CP: How does your background and experience living in Greece influence the artists and work featured in the Anita Rogers Gallery?

AR: My parents held 1960s values. They were free spirits, educated and open humanitarians who valued folk culture. My father moved to Greece in 1962. The mentality and culture in 1980s Greece reflected 1960s Western Europe: unspoiled and carefree. This was a time when the art world had more universal meaning and depth – before the mass market idea had really taken over. My values are rooted in this time and these memories.

I approach the gallery from an artist’s point of view as I was raised by an artist who understood art as something that was in search of truth, searching to understand what it means to be human, exploring that which connects us deeply as humans, almost approaching the metaphysical but while staying rooted in the human experience and truth. This shaped my values and approach to running a gallery in NYC. I choose artists whose visual abilities are exceptional and whose aesthetic approach and philosophical ideas are in line with the beliefs I described and in line with the values that were held, as I remember them, pre-mass media and before the contemporary art scene became more of a mockery and the overblown financial marketplace that it is now.
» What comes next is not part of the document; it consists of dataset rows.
use serde::{Deserialize, Serialize};

/// Fallback `about` text when the page has no `section#about`.
pub const ABOUT_NOT_FOUND: &str = "About section not found";

#[derive(Debug, Clone, PartialEq, Serialize, Deserialize)]
pub struct Product {
    pub title: String,
    pub price: Option<String>,
    pub url: Option<String>,
}

#[derive(Debug, Clone, PartialEq, Serialize, Deserialize)]
pub struct Faq {
    pub question: String,
    pub answer: String,
}

/// Everything extracted for one storefront.
///
/// List fields are always present (possibly empty). `competitors` is `None`
/// until the search lookup has run, so "never fetched" and "fetched, nothing
/// found" stay distinguishable.
#[derive(Debug, Clone, Default, PartialEq, Serialize, Deserialize)]
pub struct BrandResponse {
    pub brand_name: Option<String>,
    pub about: Option<String>,
    #[serde(default)]
    pub contact_emails: Vec<String>,
    #[serde(default)]
    pub phone_numbers: Vec<String>,
    #[serde(default)]
    pub social_handles: Vec<String>,
    #[serde(default)]
    pub products: Vec<Product>,
    #[serde(default)]
    pub hero_products: Vec<Product>,
    pub privacy_policy: Option<String>,
    pub refund_policy: Option<String>,
    #[serde(default)]
    pub faqs: Vec<Faq>,
    #[serde(default)]
    pub important_links: Vec<String>,
    pub competitors: Option<Vec<String>>,
}

impl BrandResponse {
    /// True when the page and feed yielded something that looks like a store.
    pub fn has_storefront_data(&self) -> bool {
        let about_found = self
            .about
            .as_deref()
            .is_some_and(|a| !a.is_empty() && a != ABOUT_NOT_FOUND);

        self.brand_name.as_deref().is_some_and(|n| !n.is_empty())
            || about_found
            || !self.products.is_empty()
            || !self.hero_products.is_empty()
            || !self.contact_emails.is_empty()
            || !self.phone_numbers.is_empty()
            || !self.social_handles.is_empty()
            || !self.important_links.is_empty()
            || !self.faqs.is_empty()
    }

    pub fn brand_name(&self) -> &str {
        self.brand_name.as_deref().unwrap_or("")
    }
}
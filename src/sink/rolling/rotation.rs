// Copyright 2024 FastLabs Developers
//
// Licensed under the Apache License, Version 2.0 (the "License");
// you may not use this file except in compliance with the License.
// You may obtain a copy of the License at
//
//     http://www.apache.org/licenses/LICENSE-2.0
//
// Unless required by applicable law or agreed to in writing, software
// distributed under the License is distributed on an "AS IS" BASIS,
// WITHOUT WARRANTIES OR CONDITIONS OF ANY KIND, either express or implied.
// See the License for the specific language governing permissions and
// limitations under the License.

use jiff::Timestamp;
use jiff::ToSpan;
use jiff::Zoned;
use serde::Deserialize;
use serde::Serialize;

/// The time boundary at which a rolling file rolls over.
#[derive(Debug, Default, Clone, Copy, Eq, PartialEq, Serialize, Deserialize)]
#[serde(rename_all = "lowercase")]
pub enum Rotation {
    /// Roll over at the start of every minute.
    Minutely,
    /// Roll over at the start of every hour.
    Hourly,
    /// Roll over at midnight.
    Daily,
    /// No time-based roll over.
    #[default]
    Never,
}

impl Rotation {
    /// The first boundary strictly after `current`, `None` for [`Rotation::Never`].
    pub(crate) fn next_rollover(&self, current: &Zoned) -> Option<Timestamp> {
        let next = match *self {
            Rotation::Minutely => current
                .checked_add(1.minute())
                .and_then(|next| next.with().second(0).subsec_nanosecond(0).build()),
            Rotation::Hourly => current.checked_add(1.hour()).and_then(|next| {
                next.with()
                    .minute(0)
                    .second(0)
                    .subsec_nanosecond(0)
                    .build()
            }),
            Rotation::Daily => current.tomorrow().and_then(|next| next.start_of_day()),
            Rotation::Never => return None,
        };

        next.ok().map(|next| next.timestamp())
    }
}
// Copyright 2024 FastLabs Developers
//
// Licensed under the Apache License, Version 2.0 (the "License");
// you may not use this file except in compliance with the License.
// You may obtain a copy of the License at
//
//     http://www.apache.org/licenses/LICENSE-2.0
//
// Unless required by applicable law or agreed to in writing, software
// distributed under the License is distributed on an "AS IS" BASIS,
// WITHOUT WARRANTIES OR CONDITIONS OF ANY KIND, either express or implied.
// See the License for the specific language governing permissions and
// limitations under the License.

use std::fmt::Write;

use jiff::tz::TimeZone;

use crate::Layout;
use crate::layout::date::DEFAULT_DATE_PATTERN;
use crate::layout::date::DatePattern;
use crate::record::Record;

/// The pattern used by [`PatternLayout::default`].
pub const DEFAULT_PATTERN: &str = "%d [%t] %-5level %logger: %msg%n%throwable";

// wider paddings are clamped
const MAX_PAD_WIDTH: usize = 512;

/// A layout that renders records through a conversion pattern.
///
/// Recognized conversion words:
///
/// | Word | Output |
/// |---|---|
/// | `%d`, `%date`, `%d{yyyy-MM-dd HH:mm:ss,SSS}` | the record time |
/// | `%t`, `%thread` | the thread name |
/// | `%p`, `%level` | the level |
/// | `%c`, `%logger` | the logger name, `root` for the root logger |
/// | `%m`, `%msg`, `%message` | the message |
/// | `%ex`, `%throwable`, `%exception` | the attached error and its sources, one per line |
/// | `%n` | a newline |
/// | `%%` | a percent sign |
///
/// A width may be put between `%` and the word: `%-5level` pads on the right, `%5level` on the
/// left. Widths above 512 are clamped. Anything the parser does not recognize is copied to the
/// output as-is.
///
/// # Examples
///
/// ```
/// use logroute::Layout;
/// use logroute::layout::PatternLayout;
/// use logroute::record::Level;
/// use logroute::record::Record;
///
/// let layout = PatternLayout::new("[%-5level] %logger - %msg");
/// let record = Record::builder()
///     .level(Level::Warn)
///     .logger("com.service")
///     .args(format_args!("disk at 93%"))
///     .build();
/// assert_eq!(layout.format(&record), b"[WARN ] com.service - disk at 93%");
/// ```
#[derive(Debug, Clone)]
pub struct PatternLayout {
    pattern: String,
    pieces: Vec<Piece>,
    timezone: Option<TimeZone>,
}

impl Default for PatternLayout {
    fn default() -> Self {
        PatternLayout::new(DEFAULT_PATTERN)
    }
}

impl PatternLayout {
    /// Parse a conversion pattern. Parsing never fails.
    pub fn new(pattern: impl Into<String>) -> Self {
        let pattern = pattern.into();
        let pieces = parse(&pattern);
        Self {
            pattern,
            pieces,
            timezone: None,
        }
    }

    /// Set the timezone for timestamps.
    ///
    /// Defaults to the system timezone if not set.
    pub fn timezone(mut self, tz: TimeZone) -> Self {
        self.timezone = Some(tz);
        self
    }

    /// The conversion pattern this layout was created from.
    pub fn pattern(&self) -> &str {
        &self.pattern
    }
}

impl Layout for PatternLayout {
    fn format(&self, record: &Record) -> Vec<u8> {
        let mut text = String::new();
        for piece in &self.pieces {
            match piece {
                Piece::Literal(lit) => text.push_str(lit),
                Piece::Newline => text.push('\n'),
                Piece::Date(date) => {
                    let tz = self.timezone.clone().unwrap_or_else(TimeZone::system);
                    let time = record.time().to_zoned(tz);
                    date.render(&time, &mut text);
                }
                Piece::Thread(pad) => pad.push(&mut text, record.thread()),
                Piece::Level(pad) => pad.push(&mut text, record.level().as_str()),
                Piece::Logger(pad) => {
                    let logger = match record.logger() {
                        "" => "root",
                        name => name,
                    };
                    pad.push(&mut text, logger);
                }
                Piece::Message(pad) => {
                    if pad.width == 0 {
                        // SAFETY: write to a string always succeeds
                        write!(&mut text, "{}", record.args()).unwrap();
                    } else {
                        pad.push(&mut text, &record.args().to_string());
                    }
                }
                Piece::Exception => {
                    let mut error = record.error();
                    let mut first = true;
                    while let Some(err) = error {
                        if !first {
                            text.push_str("Caused by: ");
                        }
                        // SAFETY: write to a string always succeeds
                        writeln!(&mut text, "{err}").unwrap();
                        first = false;
                        error = err.source();
                    }
                }
            }
        }
        text.into_bytes()
    }

    fn pattern(&self) -> Option<&str> {
        Some(&self.pattern)
    }

    fn timezone(&self) -> Option<&TimeZone> {
        self.timezone.as_ref()
    }
}

#[derive(Debug, Clone, Copy, Default, PartialEq, Eq)]
struct Pad {
    width: usize,
    left_align: bool,
}

impl Pad {
    fn push(&self, out: &mut String, value: &str) {
        let len = value.chars().count();
        let fill = self.width.saturating_sub(len);
        if !self.left_align {
            out.extend(std::iter::repeat_n(' ', fill));
        }
        out.push_str(value);
        if self.left_align {
            out.extend(std::iter::repeat_n(' ', fill));
        }
    }
}

#[derive(Debug, Clone)]
enum Piece {
    Literal(String),
    Newline,
    Date(DatePattern),
    Thread(Pad),
    Level(Pad),
    Logger(Pad),
    Message(Pad),
    Exception,
}

fn parse(pattern: &str) -> Vec<Piece> {
    let mut pieces = vec![];
    let mut literal = String::new();
    let mut rest = pattern;

    while let Some(pos) = rest.find('%') {
        literal.push_str(&rest[..pos]);
        let token = &rest[pos..];

        if let Some(after) = token.strip_prefix("%%") {
            literal.push('%');
            rest = after;
            continue;
        }

        let Some((piece, consumed)) = parse_token(token) else {
            // unterminated option: everything left is literal text
            literal.push_str(token);
            rest = "";
            break;
        };

        match piece {
            Some(piece) => {
                if !literal.is_empty() {
                    pieces.push(Piece::Literal(std::mem::take(&mut literal)));
                }
                pieces.push(piece);
            }
            None => literal.push_str(&token[..consumed]),
        }
        rest = &token[consumed..];
    }

    literal.push_str(rest);
    if !literal.is_empty() {
        pieces.push(Piece::Literal(literal));
    }
    pieces
}

/// Parse one token starting at `%`.
///
/// Returns the recognized piece (`None` for an unknown word) and the number of bytes consumed, or
/// `None` if the token has an unterminated `{` option.
fn parse_token(token: &str) -> Option<(Option<Piece>, usize)> {
    let bytes = token.as_bytes();
    let mut i = 1;

    let mut pad = Pad::default();
    if bytes.get(i) == Some(&b'-') {
        pad.left_align = true;
        i += 1;
    }
    let width_start = i;
    while bytes.get(i).is_some_and(u8::is_ascii_digit) {
        i += 1;
    }
    let digits = &token[width_start..i];
    if !digits.is_empty() {
        pad.width = digits
            .parse::<usize>()
            .map_or(MAX_PAD_WIDTH, |width| width.min(MAX_PAD_WIDTH));
    }

    let word_start = i;
    while bytes.get(i).is_some_and(u8::is_ascii_alphabetic) {
        i += 1;
    }
    let word = &token[word_start..i];

    let mut option = None;
    if bytes.get(i) == Some(&b'{') {
        let close = token[i..].find('}')?;
        option = Some(&token[i + 1..i + close]);
        i += close + 1;
    }

    let piece = match word {
        "d" | "date" => Some(Piece::Date(DatePattern::parse(
            option.unwrap_or(DEFAULT_DATE_PATTERN),
        ))),
        "t" | "thread" => Some(Piece::Thread(pad)),
        "p" | "level" => Some(Piece::Level(pad)),
        "c" | "logger" => Some(Piece::Logger(pad)),
        "m" | "msg" | "message" => Some(Piece::Message(pad)),
        "ex" | "throwable" | "exception" => Some(Piece::Exception),
        "n" => Some(Piece::Newline),
        _ => None,
    };

    Some((piece, i))
}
CP: What is your process of selecting artists to work with?

AR: I can tell very quickly when I look at the work in person. I judge by looking at the work and engaging with it. The work will speak for itself. Finding artists good enough is the most challenging part of running the gallery. There has been a culture of “anything can be art” for some time. This lack of discernment results in having to wade through so much work to even start to find potential fits for us. We are only interested in art we feel has the right essence—that which will withstand the test of time. We call ourselves “incubators.”